It was refreshing to hear President Nana Akufo-Addo say in his state of the nation address, that his government has paid GH¢3.1billion of arrears into Tier 2 pension funds to the custodial accounts of various labour unions’ pension schemes. Leadership of Civil and Local Government Staff Association (CLOGSAG) confirmed same. This significant action is a good first step in sanitizing the pension industry and hopefully should mark the end of the needless six-year gridlock we witnessed between the previous government and labour unions over management of the funds.
However, it seems we will not be breaking with our odious political past, which is, interference in the management of quasi-public and public pension funds. COCOBOD’s Tier 3 Provident Fund, a well-functioning pension scheme (currently worth GHC 400m) which belongs solely to COCOBOD workers is currently being mauled into political subservience by overt requests of the Trusteeship (made up of 2 appointees by COCOBOD’s Management, 7 appointees chosen by COCOBOD’s workers and an Independent Trustee appointed by the other trustees through a competitive selection process) to change service providers to politically preferred ones as well as dilute the Trust by removing the Independent Trustee. Sadly, the National Pensions Regulatory Authority is becoming passively complicit. This is what kept happening under the previous government.

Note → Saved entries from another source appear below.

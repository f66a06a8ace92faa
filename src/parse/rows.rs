//! # The ROWS section
use std::str::FromStr;

use crate::error::{FileLocation, Import, Inconsistency, Parse};
use crate::model::RowKind;
use crate::table::NameTable;

/// Parse the `ROWS` body, interning every row name under the next dense id.
///
/// # Return value
///
/// The row names in declaration order and, parallel to them, the relational code of each row.
///
/// # Errors
///
/// When a row type is not one of `N`, `L`, `G`, `E`, when a row name is missing, or when a name
/// is declared twice. Duplicates cite both line numbers.
pub(crate) fn parse(
    lines: &[FileLocation],
    table: &mut NameTable,
) -> Result<(Vec<String>, Vec<RowKind>), Import> {
    let mut names = Vec::with_capacity(lines.len());
    let mut kinds = Vec::with_capacity(lines.len());

    for &(number, line) in lines {
        let mut fields = line.split_whitespace();
        let kind_field = fields.next()
            .ok_or_else(|| Parse::with_location("Missing row type.", (number, line)))?;
        let name = fields.next()
            .ok_or_else(|| Parse::with_location("Missing row name.", (number, line)))?;

        let kind = RowKind::from_str(kind_field)
            .map_err(|error| error.wrap(format!("Invalid row type on line {}.", number)))?;

        if let Err(original) = table.insert(names.len(), number, name) {
            return Err(Inconsistency::new(format!(
                "Duplicate row name \"{}\" on line {}; first declared on line {}.",
                name, number, original,
            )).into());
        }
        names.push(name.to_string());
        kinds.push(kind);
    }

    Ok((names, kinds))
}

#[cfg(test)]
mod test {
    use crate::error::Import;
    use crate::model::RowKind;
    use crate::parse::rows;
    use crate::table::NameTable;

    #[test]
    fn names_and_kinds_in_declaration_order() {
        let lines = vec![
            (2, " N  COST"),
            (3, " L  LIM1"),
            (4, " G  LIM2"),
            (5, " E  MYEQN"),
        ];
        let mut table = NameTable::with_capacity(lines.len());
        let (names, kinds) = rows::parse(&lines, &mut table).unwrap();

        assert_eq!(names, vec!["COST", "LIM1", "LIM2", "MYEQN"]);
        assert_eq!(kinds, vec![RowKind::Objective, RowKind::Less, RowKind::Greater, RowKind::Equal]);
        assert_eq!(table.get("LIM2"), Some(2));
        assert_eq!(table.get("COST"), Some(0));
    }

    #[test]
    fn invalid_row_type_is_rejected() {
        let lines = vec![(2, " X  COST")];
        let mut table = NameTable::with_capacity(1);

        assert!(matches!(rows::parse(&lines, &mut table), Err(Import::Parse(_))));
    }

    #[test]
    fn duplicate_name_cites_both_lines() {
        let lines = vec![
            (2, " N  COST"),
            (3, " L  LIM1"),
            (7, " G  LIM1"),
        ];
        let mut table = NameTable::with_capacity(lines.len());
        let error = rows::parse(&lines, &mut table).unwrap_err();

        let message = error.to_string();
        assert!(message.contains("LIM1"));
        assert!(message.contains('3'));
        assert!(message.contains('7'));
    }
}
//! # Non-fatal diagnostics
//!
//! Warnings don't abort a load. They are collected with a small per-section cap on how many are
//! recorded verbatim; further occurrences are only counted and summarized at the end.
use std::fmt;
use std::fmt::Display;

use enum_map::{Enum, EnumMap};

/// How many warnings per section are recorded verbatim.
const MAX_WARNINGS_PER_SECTION: u64 = 2;

/// Sections that can produce capped value warnings.
#[derive(Enum, Copy, Clone, Debug, Eq, PartialEq)]
pub enum WarningSection {
    /// The coefficient section.
    Columns,
    /// The right-hand side section.
    Rhs,
    /// The ranges section.
    Ranges,
    /// The bounds section.
    Bounds,
}

impl Display for WarningSection {
    fn fmt(&self, f: &mut fmt::Formatter) -> fmt::Result {
        let name = match self {
            WarningSection::Columns => "COLUMNS",
            WarningSection::Rhs => "RHS",
            WarningSection::Ranges => "RANGES",
            WarningSection::Bounds => "BOUNDS",
        };
        write!(f, "{}", name)
    }
}

/// A non-fatal observation made while loading a program.
#[derive(Debug, Clone, PartialEq)]
pub enum Warning {
    /// The RHS section holds no data lines. All right-hand sides keep their zero default.
    EmptyRhs,
    /// A value token parsed to exactly zero and was not stored.
    ZeroValue {
        /// Section the token appeared in.
        section: WarningSection,
        /// Line the token appeared on.
        line: u64,
        /// The token as it appeared in the file.
        token: String,
    },
    /// A BOUNDS line used a type code outside the defined set. The line was skipped.
    UnknownBoundType {
        /// Line the code appeared on.
        line: u64,
        /// The unrecognized code.
        code: String,
    },
    /// More warnings occurred in a section than were recorded verbatim.
    Suppressed {
        /// Section the warnings occurred in.
        section: WarningSection,
        /// How many warnings were not recorded.
        count: u64,
    },
}

impl Display for Warning {
    fn fmt(&self, f: &mut fmt::Formatter) -> fmt::Result {
        match self {
            Warning::EmptyRhs => {
                write!(f, "RHS section holds no data")
            },
            Warning::ZeroValue { section, line, token } => {
                write!(f, "{} warning (line {}): value given = {}, not set", section, line, token)
            },
            Warning::UnknownBoundType { line, code } => {
                write!(f, "BOUNDS warning (line {}): undefined type \"{}\"", line, code)
            },
            Warning::Suppressed { section, count } => {
                write!(f, "{} warnings not reported = {}", section, count)
            },
        }
    }
}

impl Warning {
    /// The section this warning counts against, if it is capped.
    fn capped_section(&self) -> Option<WarningSection> {
        match self {
            Warning::ZeroValue { section, .. } => Some(*section),
            Warning::UnknownBoundType { .. } => Some(WarningSection::Bounds),
            Warning::EmptyRhs | Warning::Suppressed { .. } => None,
        }
    }
}

/// Collects warnings during a load.
#[derive(Debug, Default)]
pub(crate) struct Diagnostics {
    recorded: Vec<Warning>,
    shown: EnumMap<WarningSection, u64>,
    suppressed: EnumMap<WarningSection, u64>,
}

impl Diagnostics {
    pub fn new() -> Self {
        Self::default()
    }

    /// Record a warning, or only count it once its section's cap is reached.
    pub fn push(&mut self, warning: Warning) {
        match warning.capped_section() {
            None => self.recorded.push(warning),
            Some(section) => {
                if self.shown[section] < MAX_WARNINGS_PER_SECTION {
                    self.shown[section] += 1;
                    self.recorded.push(warning);
                } else {
                    self.suppressed[section] += 1;
                }
            },
        }
    }

    /// All recorded warnings, with a summary entry per section that exceeded its cap.
    pub fn into_warnings(mut self) -> Vec<Warning> {
        for (section, count) in self.suppressed {
            if count > 0 {
                self.recorded.push(Warning::Suppressed { section, count });
            }
        }

        self.recorded
    }
}
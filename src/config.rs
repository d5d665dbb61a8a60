// 该文件是 Shanan （山南西风） 项目的一部分。
// src/config.rs - 标注配置
//
// 本文件根据 Apache 许可证第 2.0 版（以下简称“许可证”）授权使用；
// 除非遵守该许可证条款，否则您不得使用本文件。
// 您可通过以下网址获取许可证副本：
// http://www.apache.org/licenses/LICENSE-2.0
// 除非适用法律要求或书面同意，根据本许可协议分发的软件均按“原样”提供，
// 不附带任何形式的明示或暗示的保证或条件。
// 有关许可权限与限制的具体条款，请参阅本许可协议。
//
// Copyright (C) 2026 Johann Li <me@qinka.pro>, Wareless Group

use serde::Deserialize;
use tracing::{error, info};

use crate::error::ConfigError;

const DEFAULT_OBJECT_LABEL_SEPARATOR: &str = ",";
const KEYPOINT_LABEL_SEPARATOR: char = ',';

/// 标注配置，只能通过 [`AnnotateConfigBuilder`] 构建，构建后不可修改
#[derive(Debug, Clone, PartialEq, Eq)]
pub struct AnnotateConfig {
  object_label_separator: String,
  keypoint_labels: Vec<String>,
}

impl AnnotateConfig {
  pub fn builder() -> AnnotateConfigBuilder {
    AnnotateConfigBuilder::default()
  }

  pub fn object_label_separator(&self) -> &str {
    &self.object_label_separator
  }

  pub fn keypoint_labels(&self) -> &[String] {
    &self.keypoint_labels
  }

  /// 按编号查找关键点标签，编号越界时返回 `None`
  pub fn keypoint_label(&self, label_id: i64) -> Option<&str> {
    usize::try_from(label_id)
      .ok()
      .and_then(|id| self.keypoint_labels.get(id))
      .map(String::as_str)
  }
}

#[derive(Debug, Clone)]
pub struct AnnotateConfigBuilder {
  object_label_separator: String,
  keypoint_labels: Vec<String>,
}

impl Default for AnnotateConfigBuilder {
  fn default() -> Self {
    Self {
      object_label_separator: DEFAULT_OBJECT_LABEL_SEPARATOR.to_string(),
      keypoint_labels: Vec::new(),
    }
  }
}

impl AnnotateConfigBuilder {
  pub fn object_label_separator(mut self, separator: impl Into<String>) -> Self {
    self.object_label_separator = separator.into();
    self
  }

  pub fn keypoint_labels<I, S>(mut self, labels: I) -> Self
  where
    I: IntoIterator<Item = S>,
    S: Into<String>,
  {
    self.keypoint_labels = labels.into_iter().map(Into::into).collect();
    self
  }

  /// 以逗号分隔的字符串设置关键点标签，例如 `nose,l_eye,r_eye`
  pub fn keypoint_labels_str(self, labels: &str) -> Self {
    if labels.is_empty() {
      return self.keypoint_labels(Vec::<String>::new());
    }
    self.keypoint_labels(labels.split(KEYPOINT_LABEL_SEPARATOR))
  }

  pub fn build(self) -> Result<AnnotateConfig, ConfigError> {
    if self.object_label_separator.is_empty() {
      error!("目标标签分隔符未设置");
      return Err(ConfigError::EmptySeparator);
    }

    info!("使用 `{}` 作为目标标签分隔符", self.object_label_separator);
    if self.keypoint_labels.is_empty() {
      info!("未设置关键点标签");
    } else {
      info!("使用关键点标签: {}", self.keypoint_labels.join(","));
    }

    Ok(AnnotateConfig {
      object_label_separator: self.object_label_separator,
      keypoint_labels: self.keypoint_labels,
    })
  }
}

/// 图像编码方式
#[derive(Debug, Clone, Copy, PartialEq, Eq)]
pub enum ImageEncoding {
  Wide,
  Jpg,
  Png,
}

impl ImageEncoding {
  pub fn extension(&self) -> Option<&'static str> {
    match self {
      ImageEncoding::Wide => None,
      ImageEncoding::Jpg => Some("jpg"),
      ImageEncoding::Png => Some("png"),
    }
  }
}

impl std::str::FromStr for ImageEncoding {
  type Err = ConfigError;

  fn from_str(s: &str) -> Result<Self, Self::Err> {
    match s {
      "wide" => Ok(ImageEncoding::Wide),
      "jpg" => Ok(ImageEncoding::Jpg),
      "png" => Ok(ImageEncoding::Png),
      other => Err(ConfigError::UnsupportedEncoding(other.to_string())),
    }
  }
}

/// 窗口初始化设置，字段名与流处理设置保持一致
#[derive(Debug, Clone, Deserialize)]
#[serde(default)]
pub struct AnnotateSettings {
  pub input_image_encoding: String,
  pub output_image_encoding: String,
  pub object_label_separator: String,
  pub kpts_labels: String,
}

impl Default for AnnotateSettings {
  fn default() -> Self {
    Self {
      input_image_encoding: "wide".to_string(),
      output_image_encoding: "jpg".to_string(),
      object_label_separator: DEFAULT_OBJECT_LABEL_SEPARATOR.to_string(),
      kpts_labels: String::new(),
    }
  }
}

/// 校验后的设置
#[derive(Debug, Clone)]
pub struct ValidatedSettings {
  pub input_image_encoding: ImageEncoding,
  pub output_image_encoding: ImageEncoding,
  pub config: AnnotateConfig,
}

impl AnnotateSettings {
  pub fn from_json_str(s: &str) -> Result<Self, serde_json::Error> {
    serde_json::from_str(s)
  }

  pub fn validate(self) -> Result<ValidatedSettings, ConfigError> {
    let input_image_encoding = self
      .input_image_encoding
      .parse::<ImageEncoding>()
      .inspect_err(|e| error!("输入图像编码无效: {}", e))?;
    let output_image_encoding = self
      .output_image_encoding
      .parse::<ImageEncoding>()
      .inspect_err(|e| error!("输出图像编码无效: {}", e))?;

    let config = AnnotateConfig::builder()
      .object_label_separator(self.object_label_separator)
      .keypoint_labels_str(&self.kpts_labels)
      .build()?;

    info!(
      "使用 `{}` (输入) 与 `{}` (输出) 图像编码",
      self.input_image_encoding, self.output_image_encoding
    );

    Ok(ValidatedSettings {
      input_image_encoding,
      output_image_encoding,
      config,
    })
  }
}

The pension reforms that started in 2010 has indeed proven to be one of the most important policy reforms in the 4th Republic. Within a little of five years of actual implementation (though contributions started in January 2010 into the Temporary Pension Fund Account – TPFA – at the Bank of Ghana, service providers and pension schemes were registered and/or licensed in 2012 and afterward), the total assets under the privately managed pension schemes is over GH¢9billion as at the end of 2017. SSNIT with its longevity is still under GH¢13billion. The pension reform, initiated by President J. A. Kuffour and implemented by President Prof. J.E.A. Mills, has been a success by all standards. It’s again a testament to the fact the when, as a people, we put aside the petty partisanship, we can make marked progress in our socio-economic lives. IMANI’s research and advocacy role in facilitating the current pension reforms is known by all.
It was therefore no surprise to many of us when President Nana Akufo-Addo laid a lot of emphasis on the use of pension fund monies to solve our national problems; from the provision of funding for constructing accommodation units – and thereby reducing the housing deficit – to expanding infrastructure in general. Pension funds also provide a cheaper source of funding for government expenditure. This in turn reduces the national bills on servicing expensive foreign debts.
It is no news to most Ghanaians how political interference and general mismanagement on contributors’ monies have affected SSNIT’s operations of over the years.
The difference is in how pension schemes under the reforms are managed. The reforms empower workers to manage their own tiers 2&3 pension schemes. Employees of various organizations with pension schemes have been nominated by management and staff of their organizations and licensed by the National Pensions Regulatory Authority (NPRA) to run these tiers 2&3 pension schemes. In others words, these privately managed schemes that have led the success so far of the pension reforms are owned and run by workers. It was the whole spirit behind the pension reforms and it’s a delight to see it work.
Special mention must be made of the fact that most of the successes we have seen in the reforms are coming from the private sector. Pension funds of private and quasi-private companies like AGC, Ecobank, MTN, Unilever Ghana, Nestlé, GGBL, GPHA, Tullow etc. are those leading the success. Pension funds for employees on direct Government of Ghana payroll are sadly lagging behind. Among other reasons, whilst accrued balances on tier 2 contributions that were previously locked up with the Bank of Ghana (the TPFA) were refunded to some of the pension funds for private sector employees as far back a 2015 and early 2016, government employees only recently got some of those refunds. The good news is that even these public-sector employees have a choice in who manages their funds. It is progress. And we applaud it.
Threats to Progress
Sadly, there is an ugly and a very familiar threat that may soon change the successes that have been made, especially in the public and quasi-public space. It has come to our attention that some “big people” in the current government have started forcing their preferred service providers on the various Boards of Trustees. This is a very recent phenomenon and must be stopped now, and with all seriousness. These government ministers in blatant disregard for provisions of the pensions law, are literally asking licensed individual trustees (who are employees of those quasi-public institutions concerned) to appoint specific companies as fund managers and corporate trustees. Signals have been picked that the day-jobs (not the trusteeship) for these public/quasi-public employees who have resisted (in their capacities are trustees) these named political figures, have been threatened.
Simply put, these government ministers are using their public positions to further their personal and financial interests at the detriment of public sector workers. We also believe that this is happening at the blind side of the Presidency.
At this point, it is important for the Presidency to resist vehemently this attempted neo-corruption. Tiers 2 & 3 pension schemes belong wholly to workers. The President’s attention is being called to these activities so the ministers involved will desist from these acts. It will be good if the Presidency turns its attention to COCOBOD first. IMANI fought so hard for the country to have a decent pension industry. We need not let it all fall apart again.